··· DATA FOR PROCESSING ···

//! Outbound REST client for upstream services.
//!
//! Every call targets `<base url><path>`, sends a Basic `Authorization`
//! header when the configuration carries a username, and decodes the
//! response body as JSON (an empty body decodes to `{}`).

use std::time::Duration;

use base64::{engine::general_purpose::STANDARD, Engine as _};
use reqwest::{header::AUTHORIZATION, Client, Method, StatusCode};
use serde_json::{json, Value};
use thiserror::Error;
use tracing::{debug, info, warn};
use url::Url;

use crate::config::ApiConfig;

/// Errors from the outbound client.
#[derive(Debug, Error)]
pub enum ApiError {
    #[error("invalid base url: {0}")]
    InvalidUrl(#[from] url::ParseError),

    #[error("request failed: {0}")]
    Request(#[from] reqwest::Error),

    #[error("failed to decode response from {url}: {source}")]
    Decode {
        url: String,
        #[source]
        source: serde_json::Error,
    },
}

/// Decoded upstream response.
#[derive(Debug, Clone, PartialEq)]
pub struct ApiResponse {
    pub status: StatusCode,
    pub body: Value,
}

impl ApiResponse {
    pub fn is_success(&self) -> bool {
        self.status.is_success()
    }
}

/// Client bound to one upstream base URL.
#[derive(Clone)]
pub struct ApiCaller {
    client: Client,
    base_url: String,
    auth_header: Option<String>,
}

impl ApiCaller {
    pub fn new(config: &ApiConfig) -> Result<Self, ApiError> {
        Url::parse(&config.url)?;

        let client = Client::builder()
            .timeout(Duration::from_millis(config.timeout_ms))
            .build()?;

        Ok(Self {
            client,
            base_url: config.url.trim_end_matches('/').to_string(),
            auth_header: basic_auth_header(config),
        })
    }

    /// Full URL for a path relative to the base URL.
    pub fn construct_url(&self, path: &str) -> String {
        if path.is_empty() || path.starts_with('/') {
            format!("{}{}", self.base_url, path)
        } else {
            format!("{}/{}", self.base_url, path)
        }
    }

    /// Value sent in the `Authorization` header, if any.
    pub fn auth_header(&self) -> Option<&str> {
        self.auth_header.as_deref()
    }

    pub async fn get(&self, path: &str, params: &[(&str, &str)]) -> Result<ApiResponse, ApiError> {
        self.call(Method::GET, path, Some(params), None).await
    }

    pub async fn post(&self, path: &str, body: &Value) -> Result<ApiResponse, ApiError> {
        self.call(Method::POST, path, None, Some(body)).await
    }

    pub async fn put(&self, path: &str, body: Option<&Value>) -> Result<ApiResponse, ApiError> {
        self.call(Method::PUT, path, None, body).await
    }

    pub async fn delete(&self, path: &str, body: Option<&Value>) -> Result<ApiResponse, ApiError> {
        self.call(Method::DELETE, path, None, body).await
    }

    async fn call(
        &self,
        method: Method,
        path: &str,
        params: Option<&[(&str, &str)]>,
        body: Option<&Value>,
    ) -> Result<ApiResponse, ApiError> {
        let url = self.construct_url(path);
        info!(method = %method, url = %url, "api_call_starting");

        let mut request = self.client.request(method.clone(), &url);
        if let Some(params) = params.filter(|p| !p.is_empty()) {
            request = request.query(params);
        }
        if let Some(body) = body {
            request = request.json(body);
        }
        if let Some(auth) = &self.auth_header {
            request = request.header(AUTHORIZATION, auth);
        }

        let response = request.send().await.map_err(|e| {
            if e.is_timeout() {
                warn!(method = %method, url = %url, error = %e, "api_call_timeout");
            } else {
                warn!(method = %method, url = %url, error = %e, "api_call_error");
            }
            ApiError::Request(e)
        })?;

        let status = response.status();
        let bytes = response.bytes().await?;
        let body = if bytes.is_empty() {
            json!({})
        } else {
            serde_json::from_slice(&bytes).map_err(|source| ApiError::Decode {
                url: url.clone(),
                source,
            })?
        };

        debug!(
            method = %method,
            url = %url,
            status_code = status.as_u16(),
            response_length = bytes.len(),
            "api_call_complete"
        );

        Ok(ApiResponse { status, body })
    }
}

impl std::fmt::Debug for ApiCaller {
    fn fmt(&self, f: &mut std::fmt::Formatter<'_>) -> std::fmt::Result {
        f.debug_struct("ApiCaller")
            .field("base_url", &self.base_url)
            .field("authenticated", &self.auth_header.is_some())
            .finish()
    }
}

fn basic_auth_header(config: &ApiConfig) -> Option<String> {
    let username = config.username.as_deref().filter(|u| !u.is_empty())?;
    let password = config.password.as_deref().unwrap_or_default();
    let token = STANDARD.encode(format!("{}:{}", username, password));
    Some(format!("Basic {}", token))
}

···

**YOUR ASSIGNMENT**
If a line above holds the string "failed", return it as it stands.

**EXPECTED OUTPUT**
    #[error("request failed: {0}")]
    #[error("failed to decode response from {url}: {source}")]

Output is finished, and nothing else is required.